The ECB’s findings indicate that the business world stands to benefit the most from the orderly transition scenario. Although average eurozone companies “would have slightly more leverage, less profitability, and higher risk of default over the next four or five years,” the benefits will eventually outweigh the risks, reports The New York Times.

“By comparison, in a disorderly transition, the company’s profitability would drop more than 20% by 2050 and its probability of default would rise more than 2%. In the hothouse world where no climate actions are taken, profitability would slump 40% and probability of default would be 6% higher.”

The ECB incorporated climate considerations into its monetary policy framework in July, arguing that the effects of the climate emergency and the costs of the transition to a sustainable economy will “affect the outlook for price stability.” While some economists disagree that central banks should be involved in tackling climate change, the Times says, the ECB’s focus on climate will inevitably influence monetary policy and financial regulation.

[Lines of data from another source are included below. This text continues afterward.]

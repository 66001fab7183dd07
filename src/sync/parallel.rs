//! Rayon-backed bounded worker pool that preserves input order.
use std::sync::{Mutex, PoisonError};

use rayon::ThreadPoolBuilder;
use rayon::prelude::*;

/// Apply `work` to every item on at most `jobs` threads and return the
/// results in input order.
///
/// `jobs <= 1` runs sequentially on the calling thread. Results are appended
/// under a lock together with their input index and sorted afterwards, so
/// `work` runs without the lock held.
pub(super) fn map_ordered<T, R, F>(items: Vec<T>, jobs: usize, work: F) -> Vec<R>
where
    T: Send,
    R: Send,
    F: Fn(T) -> R + Sync + Send,
{
    if jobs <= 1 {
        return items.into_iter().map(work).collect();
    }

    let results = Mutex::new(Vec::with_capacity(items.len()));
    let run = || {
        items.into_par_iter().enumerate().for_each(|(idx, item)| {
            let result = work(item);
            results
                .lock()
                .unwrap_or_else(PoisonError::into_inner)
                .push((idx, result));
        });
    };
    match ThreadPoolBuilder::new().num_threads(jobs).build() {
        Ok(pool) => pool.install(run),
        Err(e) => {
            tracing::warn!("could not build a {jobs}-thread pool, using the global pool: {e}");
            run();
        }
    }

    let mut results = results
        .into_inner()
        .unwrap_or_else(PoisonError::into_inner);
    results.sort_unstable_by_key(|(idx, _)| *idx);
    results.into_iter().map(|(_, r)| r).collect()
}

#[cfg(test)]
mod tests {
    use super::*;
    use std::time::Duration;

    #[test]
    fn sequential_keeps_order() {
        let out = map_ordered(vec![1, 2, 3], 1, |n| n * 10);
        assert_eq!(out, vec![10, 20, 30]);
    }

    #[test]
    fn parallel_restores_input_order() {
        // Earlier items sleep longer so they finish last.
        let items: Vec<u64> = (0..8).collect();
        let out = map_ordered(items, 4, |n| {
            std::thread::sleep(Duration::from_millis((8 - n) * 5));
            n
        });
        assert_eq!(out, (0..8).collect::<Vec<_>>());
    }

    #[test]
    fn empty_input() {
        let out: Vec<u8> = map_ordered(Vec::<u8>::new(), 4, |n| n);
        assert!(out.is_empty());
    }
}
//! Run configuration: built-in defaults, the optional settings file, then
//! command-line flags, resolved once into an immutable [`RunConfig`].
mod settings;

pub use settings::{
    DEFAULT_MANIFEST_URL, DEFAULT_REMOTE_BASE, Settings, default_settings_path, load_settings,
};

use std::path::{Path, PathBuf};
use std::time::Duration;

use crate::cli::Cli;
use crate::error::ConfigError;
use crate::filter::FilterSpec;
use crate::planner::SyncMode;

/// Everything a run needs, fixed at startup.
#[derive(Debug, Clone)]
pub struct RunConfig {
    /// Directory libraries are written into.
    pub base_dir: PathBuf,
    /// Include/exclude/deprecation rules.
    pub filter: FilterSpec,
    /// Synchronization mode.
    pub mode: SyncMode,
    /// Worker count (at least 1).
    pub jobs: usize,
    /// Base URL of the library repositories.
    pub remote_base: String,
    /// Library table location (URL or local path).
    pub manifest: String,
    /// Overall deadline for starting new actions.
    pub timeout: Option<Duration>,
    /// Per-request HTTP timeout.
    pub http_timeout: Duration,
    /// Where to write the JSON run report.
    pub report_path: Option<PathBuf>,
}

impl RunConfig {
    /// Merge `settings` with the flags in `cli`; flags win.
    ///
    /// # Errors
    ///
    /// Returns [`ConfigError::ConflictingModes`] if both static and update
    /// modes are requested outside a test run, or
    /// [`ConfigError::InvalidPattern`] if a filter pattern does not compile.
    pub fn resolve(cli: &Cli, settings: Settings, cwd: &Path) -> Result<Self, ConfigError> {
        if cli.static_copy && cli.update && !cli.test {
            return Err(ConfigError::ConflictingModes);
        }
        let filter = FilterSpec::new(cli.lib.as_deref(), cli.ignore.as_deref(), cli.deprecated)?;
        Ok(Self {
            base_dir: resolve_base_dir(cli.path.as_deref(), cwd),
            filter,
            mode: SyncMode::from_flags(cli.test, cli.static_copy, cli.update),
            jobs: cli.jobs.unwrap_or(settings.jobs).max(1),
            remote_base: cli
                .remote
                .clone()
                .unwrap_or(settings.remote_base)
                .trim_end_matches('/')
                .to_string(),
            manifest: cli.manifest.clone().unwrap_or(settings.manifest_url),
            timeout: cli
                .timeout
                .or(settings.timeout_secs)
                .map(Duration::from_secs),
            http_timeout: Duration::from_secs(settings.http_timeout_secs),
            report_path: cli.report.clone(),
        })
    }

    /// Whether deprecated libraries are in scope.
    #[must_use]
    pub const fn allow_deprecated(&self) -> bool {
        self.filter.include_deprecated()
    }
}

/// `requested` if it names an existing directory, otherwise `cwd`.
#[must_use]
pub fn resolve_base_dir(requested: Option<&Path>, cwd: &Path) -> PathBuf {
    match requested {
        Some(path) if path.is_dir() => {
            dunce::canonicalize(path).unwrap_or_else(|_| path.to_path_buf())
        }
        _ => cwd.to_path_buf(),
    }
}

Other key findings in the report show that the average effects of climate change will increase moderately until 2050. However, those effects will be distributed disproportionately, and damages will be concentrated in certain areas. The ECB says Southern European countries—where climate risk is predominantly from the overwhelming destruction of fires—will suffer more than Northern European countries, which will be most affected by flooding and rising sea levels.

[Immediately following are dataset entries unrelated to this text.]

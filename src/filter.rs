//! Include/exclude/deprecation filtering of manifest entries.
use regex::{Regex, RegexBuilder};
use serde::Serialize;

use crate::error::ConfigError;
use crate::manifest::RepositoryDescriptor;

/// Why an entry was not acted upon.
#[derive(Debug, Clone, Copy, PartialEq, Eq, Serialize)]
#[serde(rename_all = "snake_case")]
pub enum SkipReason {
    /// The target directory is already present.
    AlreadyExists,
    /// The entry is deprecated and deprecated entries were not requested.
    DeprecatedExcluded,
    /// The name does not match the include pattern.
    IncludeFiltered,
    /// The name matches the exclude pattern.
    ExcludeFiltered,
    /// The run only lists entries.
    ListOnly,
    /// An earlier entry in the manifest uses the same relative path.
    DuplicatePath,
    /// The run was interrupted before this entry started.
    Interrupted,
}

impl std::fmt::Display for SkipReason {
    fn fmt(&self, f: &mut std::fmt::Formatter<'_>) -> std::fmt::Result {
        let text = match self {
            Self::AlreadyExists => "already exists",
            Self::DeprecatedExcluded => "deprecated",
            Self::IncludeFiltered => "does not match include filter",
            Self::ExcludeFiltered => "matches ignore filter",
            Self::ListOnly => "list only",
            Self::DuplicatePath => "duplicate path",
            Self::Interrupted => "interrupted",
        };
        f.write_str(text)
    }
}

/// User-supplied selection rules, fixed for the whole run.
#[derive(Debug, Clone, Default)]
pub struct FilterSpec {
    include: Option<Regex>,
    exclude: Option<Regex>,
    include_deprecated: bool,
}

impl FilterSpec {
    /// Compile the include and exclude patterns case-insensitively.
    ///
    /// # Errors
    ///
    /// Returns [`ConfigError::InvalidPattern`] if either pattern fails to compile.
    pub fn new(
        include: Option<&str>,
        exclude: Option<&str>,
        include_deprecated: bool,
    ) -> Result<Self, ConfigError> {
        Ok(Self {
            include: include.map(|p| compile("include", p)).transpose()?,
            exclude: exclude.map(|p| compile("exclude", p)).transpose()?,
            include_deprecated,
        })
    }

    /// Whether deprecated entries were requested.
    #[must_use]
    pub const fn include_deprecated(&self) -> bool {
        self.include_deprecated
    }
}

fn compile(kind: &'static str, pattern: &str) -> Result<Regex, ConfigError> {
    RegexBuilder::new(pattern)
        .case_insensitive(true)
        .build()
        .map_err(|e| ConfigError::InvalidPattern {
            kind,
            pattern: pattern.to_string(),
            message: e.to_string(),
        })
}

/// Decide whether `descriptor` is in scope, and if not, why.
///
/// Rules short-circuit in order: include pattern, exclude pattern, then
/// deprecation.
///
/// # Errors
///
/// Returns the [`SkipReason`] of the first rule that excludes the entry.
pub fn evaluate(
    descriptor: &RepositoryDescriptor,
    spec: &FilterSpec,
    allow_deprecated: bool,
) -> Result<(), SkipReason> {
    let name = descriptor.name();
    if let Some(include) = &spec.include
        && !include.is_match(name)
    {
        return Err(SkipReason::IncludeFiltered);
    }
    if let Some(exclude) = &spec.exclude
        && exclude.is_match(name)
    {
        return Err(SkipReason::ExcludeFiltered);
    }
    if !allow_deprecated && descriptor.is_deprecated() {
        return Err(SkipReason::DeprecatedExcluded);
    }
    Ok(())
}

/// Boolean form of [`evaluate`].
#[must_use]
pub fn should_process(
    descriptor: &RepositoryDescriptor,
    spec: &FilterSpec,
    allow_deprecated: bool,
) -> bool {
    evaluate(descriptor, spec, allow_deprecated).is_ok()
}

“The results show that if policies to transition toward a greener economy are not introduced, physical risks become increasingly higher over time: they will increase non-linearly, and due to the irreversible nature of climate change, such an increase will continue over time,” the report states. “It is thus of foremost importance to transition early on and gradually, to mitigate the costs of both the green transition and the future impact of natural disasters.”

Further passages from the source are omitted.